Latest update April 13th, 2025 1:30 AM
Sep 24, 2013 News
While Home Affairs Minister Clement Rohee speaks about further usage of wiretapping, Barbados Commissioner of Police, Darwin Dottin, is halfway out of a job as allegations swirl of police snooping on private phone calls.
Since June, Barbados’ Police Service Commission (PSC), the island’s governing body for police, sent the Commissioner on pre-retirement leave in what it described as ‘public interest’. He then challenged the decision in court, but a judge in an interim ruling last week said that she cannot order his re-instatement.
Dottin’s pre-retirement leave is up. He was forced to hand over keys to his office, and he hangs by a thread to his former job because Justice Margaret Reifer also ruled that the PSC must not appoint a new police boss while the court challenge continues.

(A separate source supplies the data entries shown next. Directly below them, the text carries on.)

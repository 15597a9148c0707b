/// A resource that can be released.
///
/// This is the contract between the slots in this crate and the resources they
/// hold: one no-argument release action, invoked through a shared reference so
/// that any holder of a handle may trigger it.
///
/// Releasing must tolerate repeat calls. The slots themselves never release a
/// resource more than once, but a resource handle may be shared between
/// several owners and the contract does not require them to coordinate.
///
/// # Examples
///
/// ```
/// use std::sync::atomic::{AtomicBool, Ordering};
///
/// use disposable_slot::Disposable;
///
/// struct Connection {
///     closed: AtomicBool,
/// }
///
/// impl Disposable for Connection {
///     fn dispose(&self) {
///         self.closed.store(true, Ordering::Release);
///     }
/// }
///
/// let connection = Connection {
///     closed: AtomicBool::new(false),
/// };
///
/// connection.dispose();
/// assert!(connection.closed.load(Ordering::Acquire));
/// ```
pub trait Disposable {
    /// Releases the resource.
    ///
    /// Calls after the first are expected to be no-ops. A failure raised from
    /// here propagates to whoever triggered the release; neither slot type in
    /// this crate suppresses or retries it.
    fn dispose(&self);
}
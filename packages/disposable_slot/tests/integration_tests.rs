//! Integration tests for the thread-safe `DisposableSlot`.
//!
//! These exercise the full lifecycle and the cross-thread races between
//! assignment and disposal, where the interesting guarantees live: at most
//! one assignment ever succeeds and a held resource is released exactly once.

use std::panic::{AssertUnwindSafe, catch_unwind};
use std::sync::atomic::{AtomicUsize, Ordering};
use std::sync::{Arc, Barrier};
use std::thread;

use disposable_slot::{ActionDisposable, Disposable, DisposableSlot, NoopDisposable, TrySetOutcome};

/// A resource that counts how many times its release action has run.
#[derive(Debug, Default)]
struct ReleaseProbe {
    releases: AtomicUsize,
}

impl ReleaseProbe {
    fn new() -> Arc<Self> {
        Arc::new(Self::default())
    }

    fn releases(&self) -> usize {
        self.releases.load(Ordering::SeqCst)
    }
}

impl Disposable for ReleaseProbe {
    fn dispose(&self) {
        self.releases.fetch_add(1, Ordering::SeqCst);
    }
}

#[test]
fn full_lifecycle() {
    let slot = DisposableSlot::new();
    let first = ReleaseProbe::new();

    let outcome = slot.try_set(Arc::clone(&first));
    assert!(matches!(outcome, TrySetOutcome::Assigned));

    let held = slot.get().expect("the slot was just assigned");
    assert!(Arc::ptr_eq(&held, &first));

    slot.dispose();
    assert!(slot.is_disposed());
    assert_eq!(first.releases(), 1);

    // A late assignment is refused and the offered resource is released
    // synchronously inside the refusing call.
    let late = ReleaseProbe::new();
    let outcome = slot.try_set(Arc::clone(&late));
    assert!(matches!(outcome, TrySetOutcome::Disposed));
    assert_eq!(late.releases(), 1);

    assert!(slot.get().is_none());
    assert_eq!(first.releases(), 1);
}

#[test]
fn racing_assignments_admit_at_most_one_mt() {
    const ASSIGNERS: usize = 8;

    let slot = Arc::new(DisposableSlot::new());
    let all_ready = Arc::new(Barrier::new(ASSIGNERS));

    let threads: Vec<_> = (0..ASSIGNERS)
        .map(|_| {
            let slot = Arc::clone(&slot);
            let all_ready = Arc::clone(&all_ready);
            let resource = ReleaseProbe::new();

            thread::spawn(move || {
                all_ready.wait();

                let assigned = matches!(
                    slot.try_set(Arc::clone(&resource)),
                    TrySetOutcome::Assigned
                );

                (assigned, resource)
            })
        })
        .collect();

    let results: Vec<_> = threads
        .into_iter()
        .map(|thread| thread.join().unwrap())
        .collect();

    let winners = results.iter().filter(|(assigned, _)| *assigned).count();
    assert_eq!(winners, 1);

    // The slot holds the winner's resource and nothing has been released yet.
    let held = slot.get().expect("one assignment won");

    for (assigned, resource) in &results {
        assert_eq!(resource.releases(), 0);

        if *assigned {
            assert!(Arc::ptr_eq(&held, resource));
        }
    }

    slot.dispose();

    let total_releases: usize = results
        .iter()
        .map(|(_, resource)| resource.releases())
        .sum();
    assert_eq!(total_releases, 1);
}

#[test]
fn racing_disposals_release_exactly_once_mt() {
    const DISPOSERS: usize = 8;

    let slot = Arc::new(DisposableSlot::new());
    let resource = ReleaseProbe::new();

    let outcome = slot.try_set(Arc::clone(&resource));
    assert!(matches!(outcome, TrySetOutcome::Assigned));

    let all_ready = Arc::new(Barrier::new(DISPOSERS));

    let threads: Vec<_> = (0..DISPOSERS)
        .map(|_| {
            let slot = Arc::clone(&slot);
            let all_ready = Arc::clone(&all_ready);

            thread::spawn(move || {
                all_ready.wait();

                slot.dispose();
            })
        })
        .collect();

    for thread in threads {
        thread.join().unwrap();
    }

    assert!(slot.is_disposed());
    assert_eq!(resource.releases(), 1);
}

#[test]
fn assignment_racing_disposal_never_leaks_mt() {
    // Whichever side wins the race, the resource must be released exactly
    // once in total: by the disposal if the assignment landed first, or
    // synchronously inside `try_set` if the disposal got there first.
    const ROUNDS: usize = 64;

    for _ in 0..ROUNDS {
        let slot = Arc::new(DisposableSlot::new());
        let resource = ReleaseProbe::new();
        let both_ready = Arc::new(Barrier::new(2));

        let assigner = thread::spawn({
            let slot = Arc::clone(&slot);
            let resource = Arc::clone(&resource);
            let both_ready = Arc::clone(&both_ready);

            move || {
                both_ready.wait();

                slot.try_set(resource)
            }
        });

        let disposer = thread::spawn({
            let slot = Arc::clone(&slot);
            let both_ready = Arc::clone(&both_ready);

            move || {
                both_ready.wait();

                slot.dispose();
            }
        });

        let outcome = assigner.join().unwrap();
        disposer.join().unwrap();

        match outcome {
            // Either the assignment landed first and the disposal captured
            // and released the resource, or the disposal got there first and
            // `try_set` released the resource before returning.
            TrySetOutcome::Assigned | TrySetOutcome::Disposed => {}
            TrySetOutcome::AlreadyAssigned(_) => {
                panic!("nothing else was assigning, so this outcome is impossible")
            }
        }

        assert!(slot.is_disposed());
        assert!(slot.get().is_none());
        assert_eq!(resource.releases(), 1);
    }
}

#[test]
fn second_set_panics_and_first_resource_survives() {
    let slot = DisposableSlot::new();
    let first = ReleaseProbe::new();
    let second = ReleaseProbe::new();

    slot.set(Arc::clone(&first));

    let result = catch_unwind(AssertUnwindSafe(|| {
        slot.set(Arc::clone(&second));
    }));
    _ = result.expect_err("the call should have panicked");

    // The refused setter released nothing and the first assignment stands.
    assert_eq!(first.releases(), 0);
    assert_eq!(second.releases(), 0);

    let held = slot.get().expect("the first resource is still held");
    assert!(Arc::ptr_eq(&held, &first));

    slot.dispose();
    assert_eq!(first.releases(), 1);
    assert_eq!(second.releases(), 0);
}

#[test]
fn release_panic_propagates_from_the_one_disposal_that_released() {
    let slot = DisposableSlot::new();

    slot.set(Arc::new(ActionDisposable::new(|| {
        panic!("release failed")
    })));

    let result = catch_unwind(AssertUnwindSafe(|| slot.dispose()));
    _ = result.expect_err("the call should have panicked");

    // The state settled before the release ran, so the slot is disposed and
    // repeat disposals return quietly instead of re-raising the failure.
    assert!(slot.is_disposed());
    slot.dispose();
}

#[test]
fn type_erased_resources_share_a_slot() {
    let slot: DisposableSlot<dyn Disposable + Send + Sync> = DisposableSlot::new();
    let released = Arc::new(AtomicUsize::new(0));

    let outcome = slot.try_set(Arc::new(ActionDisposable::new({
        let released = Arc::clone(&released);
        move || {
            released.fetch_add(1, Ordering::SeqCst);
        }
    })));
    assert!(matches!(outcome, TrySetOutcome::Assigned));

    match slot.try_set(Arc::new(NoopDisposable)) {
        TrySetOutcome::AlreadyAssigned(rejected) => drop(rejected),
        _ => panic!("expected the second assignment to be refused"),
    }

    slot.dispose();
    assert_eq!(released.load(Ordering::SeqCst), 1);
}

#[test]
fn outstanding_handle_survives_disposal() {
    let slot = DisposableSlot::new();
    let resource = ReleaseProbe::new();

    slot.set(Arc::clone(&resource));

    let held = slot.get().expect("the slot was just assigned");

    slot.dispose();

    // The handle taken before disposal stays valid; the slot itself reports
    // nothing held.
    assert_eq!(held.releases(), 1);
    assert!(slot.get().is_none());
}
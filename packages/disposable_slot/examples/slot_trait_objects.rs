//! Storing resources of different concrete types in one slot via `dyn Disposable`.

use std::sync::Arc;
use std::sync::atomic::{AtomicBool, Ordering};

use disposable_slot::{Disposable, DisposableSlot, NoopDisposable, TrySetOutcome};

/// A stand-in for some connection handle with a real teardown.
#[derive(Debug)]
struct Connection {
    closed: AtomicBool,
}

impl Connection {
    fn open() -> Self {
        Self {
            closed: AtomicBool::new(false),
        }
    }
}

impl Disposable for Connection {
    fn dispose(&self) {
        self.closed.store(true, Ordering::Release);
        println!("connection closed");
    }
}

fn main() {
    let slot: DisposableSlot<dyn Disposable + Send + Sync> = DisposableSlot::new();

    let connection = Arc::new(Connection::open());

    let outcome = slot.try_set(Arc::clone(&connection) as Arc<dyn Disposable + Send + Sync>);
    assert!(matches!(outcome, TrySetOutcome::Assigned));

    // A resource of a different concrete type is refused by the same slot.
    match slot.try_set(Arc::new(NoopDisposable)) {
        TrySetOutcome::AlreadyAssigned(rejected) => drop(rejected),
        _ => unreachable!(),
    }

    slot.dispose();

    assert!(connection.closed.load(Ordering::Acquire));
    println!("done");
}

Since 2010 a suspended policeman had alleged wiretapping of phones of senior officials in Barbados as high as assistants to Prime Ministers. The PSC commissioned an investigation and received a report which was lodged with the Supreme Court, with names of persons who were the phone bugging targets.
The full contents of the reports are yet to be publicly revealed, but accusing fingers have been pointed at sections of the police force, who are said to have broken the Telecommunications Act, under direction from higher up.

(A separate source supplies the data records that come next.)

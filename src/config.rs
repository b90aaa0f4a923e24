//! Progression tuning with layered loading
//!
//! Configuration is loaded from multiple sources (lowest to highest priority):
//! 1. Compiled defaults
//! 2. `progression.ron` file (if exists)
//! 3. Environment variables prefixed with `LEVELUP_`
//!
//! Example environment variable: `LEVELUP_GROWTH__RATE=1.15`

use std::path::Path;

use anyhow::{ensure, Context, Result};
use serde::{Deserialize, Serialize};

/// Main progression configuration
#[derive(Debug, Clone, PartialEq, Serialize, Deserialize, Default)]
pub struct ProgressionConfig {
    #[serde(default)]
    pub growth: GrowthConfig,

    #[serde(default)]
    pub upgrades: UpgradeConfig,

    #[serde(default)]
    pub dialog: DialogConfig,
}

/// EXP curve settings: `floor(base * rate^(level - 1))`
#[derive(Debug, Clone, PartialEq, Serialize, Deserialize)]
pub struct GrowthConfig {
    /// EXP required to leave level 1
    pub base: u32,
    /// Per-level growth factor (must be >= 1.0)
    pub rate: f64,
}

impl Default for GrowthConfig {
    fn default() -> Self {
        Self {
            base: 100,
            rate: 1.30,
        }
    }
}

/// Stat upgrade strengths
#[derive(Debug, Clone, PartialEq, Serialize, Deserialize)]
pub struct UpgradeConfig {
    /// Flat max health gained by the health upgrade
    pub health_bonus: u32,
    /// Damage multiplier (result is floored)
    pub damage_multiplier: f64,
    /// Base speed multiplier
    pub speed_multiplier: f64,
}

impl Default for UpgradeConfig {
    fn default() -> Self {
        Self {
            health_bonus: 1,
            damage_multiplier: 1.5,
            speed_multiplier: 1.10,
        }
    }
}

/// Level-up dialog layout and timing
#[derive(Debug, Clone, PartialEq, Serialize, Deserialize)]
pub struct DialogConfig {
    /// Delay between a choice and the dialog closing
    pub dismiss_delay_ms: u64,
    pub screen_width: f32,
    pub screen_height: f32,
    pub button_width: f32,
    pub button_height: f32,
    /// Vertical gap between option buttons
    pub button_spacing: f32,
}

impl Default for DialogConfig {
    fn default() -> Self {
        Self {
            dismiss_delay_ms: 500,
            screen_width: 1280.0,
            screen_height: 720.0,
            button_width: 360.0,
            button_height: 64.0,
            button_spacing: 12.0,
        }
    }
}

impl ProgressionConfig {
    /// Load configuration with layered priority:
    /// 1. Compiled defaults (lowest priority)
    /// 2. `progression.ron` file (if exists)
    /// 3. Environment variables prefixed with `LEVELUP_` (highest priority)
    #[cfg(not(target_arch = "wasm32"))]
    pub fn load() -> Result<Self> {
        let file = config::File::with_name("progression")
            .format(config::FileFormat::Ron)
            .required(false);
        Self::load_layered(file)
    }

    /// Same layering as [`ProgressionConfig::load`], but with an explicit RON file
    /// that must exist.
    #[cfg(not(target_arch = "wasm32"))]
    pub fn load_from(path: impl AsRef<Path>) -> Result<Self> {
        let path = path.as_ref();
        let file = config::File::from(path)
            .format(config::FileFormat::Ron)
            .required(true);
        Self::load_layered(file)
            .with_context(|| format!("Failed to load progression config: {}", path.display()))
    }

    #[cfg(not(target_arch = "wasm32"))]
    fn load_layered<T>(file: T) -> Result<Self>
    where
        T: config::Source + Send + Sync + 'static,
    {
        use config::{Config, Environment};

        let defaults = Self::default();
        let builder = Config::builder()
            // Layer 1: Compiled defaults
            .set_default("growth.base", i64::from(defaults.growth.base))?
            .set_default("growth.rate", defaults.growth.rate)?
            .set_default("upgrades.health_bonus", i64::from(defaults.upgrades.health_bonus))?
            .set_default("upgrades.damage_multiplier", defaults.upgrades.damage_multiplier)?
            .set_default("upgrades.speed_multiplier", defaults.upgrades.speed_multiplier)?
            .set_default("dialog.dismiss_delay_ms", defaults.dialog.dismiss_delay_ms as i64)?
            .set_default("dialog.screen_width", f64::from(defaults.dialog.screen_width))?
            .set_default("dialog.screen_height", f64::from(defaults.dialog.screen_height))?
            .set_default("dialog.button_width", f64::from(defaults.dialog.button_width))?
            .set_default("dialog.button_height", f64::from(defaults.dialog.button_height))?
            .set_default("dialog.button_spacing", f64::from(defaults.dialog.button_spacing))?
            // Layer 2: Config file
            .add_source(file)
            // Layer 3: Environment variables (LEVELUP_GROWTH__RATE, etc.)
            .add_source(
                Environment::with_prefix("LEVELUP")
                    .prefix_separator("_")
                    .separator("__")
                    .try_parsing(true),
            );

        let config: Self = builder
            .build()
            .context("Failed to build configuration")?
            .try_deserialize()
            .context("Failed to deserialize configuration")?;

        config.validate()?;
        Ok(config)
    }

    /// Parse a RON document without layering
    pub fn from_ron_str(source: &str) -> Result<Self> {
        let config: Self = ron::from_str(source).context("Failed to parse RON config")?;
        config.validate()?;
        Ok(config)
    }

    /// Save configuration to a RON file (useful as a starting template)
    pub fn to_file(&self, path: impl AsRef<Path>) -> Result<()> {
        let ron = ron::ser::to_string_pretty(self, ron::ser::PrettyConfig::default())
            .context("Failed to serialize config to RON")?;

        std::fs::write(path.as_ref(), ron).with_context(|| {
            format!("Failed to write config file: {}", path.as_ref().display())
        })?;

        Ok(())
    }

    /// Reject tunings that would break progression invariants
    pub fn validate(&self) -> Result<()> {
        ensure!(self.growth.base > 0, "growth.base must be positive");
        ensure!(
            self.growth.rate.is_finite() && self.growth.rate >= 1.0,
            "growth.rate must be >= 1.0 (got {})",
            self.growth.rate
        );
        ensure!(
            self.upgrades.damage_multiplier.is_finite() && self.upgrades.damage_multiplier > 0.0,
            "upgrades.damage_multiplier must be positive"
        );
        ensure!(
            self.upgrades.speed_multiplier.is_finite() && self.upgrades.speed_multiplier > 0.0,
            "upgrades.speed_multiplier must be positive"
        );

        let dialog = &self.dialog;
        for (name, value) in [
            ("screen_width", dialog.screen_width),
            ("screen_height", dialog.screen_height),
            ("button_width", dialog.button_width),
            ("button_height", dialog.button_height),
        ] {
            ensure!(value > 0.0, "dialog.{name} must be positive");
        }
        ensure!(
            dialog.button_spacing >= 0.0,
            "dialog.button_spacing must not be negative"
        );

        Ok(())
    }
}

#[cfg(test)]
mod tests {
    use super::*;

    #[test]
    fn test_default_config() {
        let config = ProgressionConfig::default();
        assert_eq!(config.growth.base, 100);
        assert_eq!(config.growth.rate, 1.30);
        assert_eq!(config.upgrades.health_bonus, 1);
        assert_eq!(config.upgrades.damage_multiplier, 1.5);
        assert_eq!(config.dialog.dismiss_delay_ms, 500);
        assert!(config.validate().is_ok());
    }

    #[test]
    fn test_validate_rejects_shrinking_curve() {
        let mut config = ProgressionConfig::default();
        config.growth.rate = 0.9;
        assert!(config.validate().is_err());

        let mut config = ProgressionConfig::default();
        config.growth.base = 0;
        assert!(config.validate().is_err());
    }

    #[test]
    fn test_validate_rejects_bad_dialog_size() {
        let mut config = ProgressionConfig::default();
        config.dialog.button_height = 0.0;
        assert!(config.validate().is_err());
    }

    #[test]
    fn test_from_ron_partial_sections() {
        let config = ProgressionConfig::from_ron_str("(growth: (base: 30, rate: 1.15))")
            .expect("Failed to parse");
        assert_eq!(config.growth.base, 30);
        assert_eq!(config.growth.rate, 1.15);
        // Omitted sections fall back to defaults
        assert_eq!(config.upgrades, UpgradeConfig::default());
        assert_eq!(config.dialog, DialogConfig::default());
    }

    #[test]
    fn test_ron_file_roundtrip() {
        let dir = tempfile::tempdir().unwrap();
        let path = dir.path().join("progression.ron");

        let mut config = ProgressionConfig::default();
        config.upgrades.damage_multiplier = 1.1;
        config.to_file(&path).unwrap();

        let loaded = ProgressionConfig::load_from(&path).expect("Failed to load config");
        assert_eq!(loaded.upgrades.damage_multiplier, 1.1);
        assert_eq!(loaded.growth, GrowthConfig::default());
    }

    #[test]
    fn test_env_overrides_defaults() {
        // Only dialog.dismiss_delay_ms is touched so parallel tests stay unaffected
        std::env::set_var("LEVELUP_DIALOG__DISMISS_DELAY_MS", "750");
        let loaded = ProgressionConfig::load();
        std::env::remove_var("LEVELUP_DIALOG__DISMISS_DELAY_MS");

        let config = loaded.expect("Failed to load config");
        assert_eq!(config.dialog.dismiss_delay_ms, 750);
        assert_eq!(config.growth, GrowthConfig::default());
    }

    #[test]
    fn test_load_from_missing_file_fails() {
        let dir = tempfile::tempdir().unwrap();
        assert!(ProgressionConfig::load_from(dir.path().join("nope.ron")).is_err());
    }
}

“The information provides irrefutable evidence of illegal phone tapping,” PSC has stated of the report, noting that it was illegal because persons spied on were not known for illegal activity.
The Guyana Government in 2008 government rushed a Bill through parliament to facilitate phone tapping, despite vociferous objections from the Opposition. Officials have since said it is being used in pursuit of criminals.
In echoes of the contention by Guyana’s Opposition that wiretapping will be used to meet political ends, the Barbados PSC declared the wiretapping of two years back and beyond might have been used for narrow political purposes.
The difference between Guyana and Barbados, in the circumstances, appears to be the willingness of whistleblowers to come forward on that Caribbean island and testify before a legally constituted body, while there continues to be mere rumours here.
One police officer testified during the PSC enquiry that he was involved in the wiretapping and alleged that phones of security liaisons of former Prime Minister Owen Arthur and current Prime Minister Freundel Stuart had been tapped, along with those of magistrates, senior police officers and members of the PSC itself.
Now the PSC’s effective dismissal of Dottin in June appears to stem from this violation of the right to privacy of Barbadian citizens.